I’ve heard (though don’t know much about it), that to some extent EA outreach organizations stopped focusing on growth and has focused more on quality in some sense a few years ago. I wonder if doing that has locked in whatever norms were present in the community prior to that, and that’s ended up unintentionally resulting in a fair amount of animosity toward ideas or approaches to argument that are outside the community’s standards of acceptability? I generally think that one of the best ways to improve this issue is to invest heavily in broadening the community, and part of that might require work to make the community more welcoming (and not actively threatening) to people who might not feel welcome here right now.
Thanks, Abraham. It’s really valuable to get these perspectives, and it’s helpful to get people discussing these issues under their real names where they feel they can. I agree that there is a lot of overlap between the impulses that lead people into EA and those that lead many people into SJ.
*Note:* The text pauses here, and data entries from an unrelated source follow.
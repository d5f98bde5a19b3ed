use crate::models::Class;
use serde::{Deserialize, Serialize};
use validator::Validate;

#[derive(Debug, Deserialize, Validate)]
pub struct CreateClassRequest {
    #[validate(length(min = 1, max = 200))]
    pub name: String,
    #[validate(length(max = 2000))]
    pub description: Option<String>,
}

#[derive(Debug, Deserialize, Validate)]
pub struct UpdateClassRequest {
    #[validate(length(min = 1, max = 200))]
    pub name: Option<String>,
    #[validate(length(max = 2000))]
    pub description: Option<String>,
}

#[derive(Debug, Deserialize, Validate)]
pub struct JoinClassRequest {
    #[validate(length(min = 8, max = 8))]
    pub class_code: String,
}

#[derive(Debug, Serialize)]
pub struct ClassResponse {
    #[serde(flatten)]
    pub class: Class,
    pub member_count: i64,
    pub session_count: i64,
    pub document_count: i64,
}
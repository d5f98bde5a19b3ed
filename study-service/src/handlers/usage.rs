use crate::middleware::UserId;
use crate::startup::AppState;
use axum::extract::{Path, State};
use axum::response::IntoResponse;
use axum::Json;
use service_core::error::AppError;
use tracing::instrument;
use uuid::Uuid;

use super::{require_manager, require_member};

/// The caller's fresh usage in every class they belong to.
#[instrument(skip(state), fields(user_id))]
pub async fn my_usage(
    State(state): State<AppState>,
    user_id: UserId,
) -> Result<impl IntoResponse, AppError> {
    let stats = state.usage.user_usage_all_classes(user_id.0).await?;
    Ok(Json(stats))
}

/// The caller's fresh usage in one class.
#[instrument(skip(state), fields(user_id))]
pub async fn my_class_usage(
    State(state): State<AppState>,
    user_id: UserId,
    Path(class_id): Path<Uuid>,
) -> Result<impl IntoResponse, AppError> {
    let stats = state.usage.user_usage(user_id.0, class_id).await?;
    Ok(Json(stats))
}

/// Manager view of every member's usage and last activity.
#[instrument(skip(state), fields(user_id))]
pub async fn class_usage_overview(
    State(state): State<AppState>,
    user_id: UserId,
    Path(class_id): Path<Uuid>,
) -> Result<impl IntoResponse, AppError> {
    require_manager(&state, user_id.0, class_id).await?;
    let overview = state.usage.class_overview(class_id).await?;
    Ok(Json(overview))
}

/// The caller's ledger entries for one class.
#[instrument(skip(state), fields(user_id))]
pub async fn my_usage_records(
    State(state): State<AppState>,
    user_id: UserId,
    Path(class_id): Path<Uuid>,
) -> Result<impl IntoResponse, AppError> {
    require_member(&state, user_id.0, class_id).await?;
    let records = state.db.list_usage_records(user_id.0, class_id).await?;
    Ok(Json(records))
}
I’m too tired right now to respond to this in the depth and spirit it deserves – I’ll try and do so tomorrow – so just wanted to flag that this is a positive and valuable contribution to the discussion. I hope any responses to it in the meantime are made in the same spirit.
This post does a much better job that I could manage of explaining how I’ve felt recently. Thank you for writing it.
Something I’ve been doing just a bit lately which seems to be working surprisingly well so far: If I see a polarizing discussion on EA Facebook, and someone writes a comment in a way which seems needlessly combative/confrontational to me, I add them as a friend and private message them trying to persuade them to rewrite their comment.
My general model here is that private 1-on-1 communication is much higher bandwidth, less ego-driven, and more amenable to the resolution of misunderstandings etc. However it’s not nearly as scalable (in terms of the size of the audience reached) as a forum discussion is. But private 1-on-1 communication where you try to persuade someone to change their forum writing gets you the best of both worlds.
Another model is that combativeness tends to beget combativeness, so it’s high-leverage to try & change the tone of the conversation as early as possible.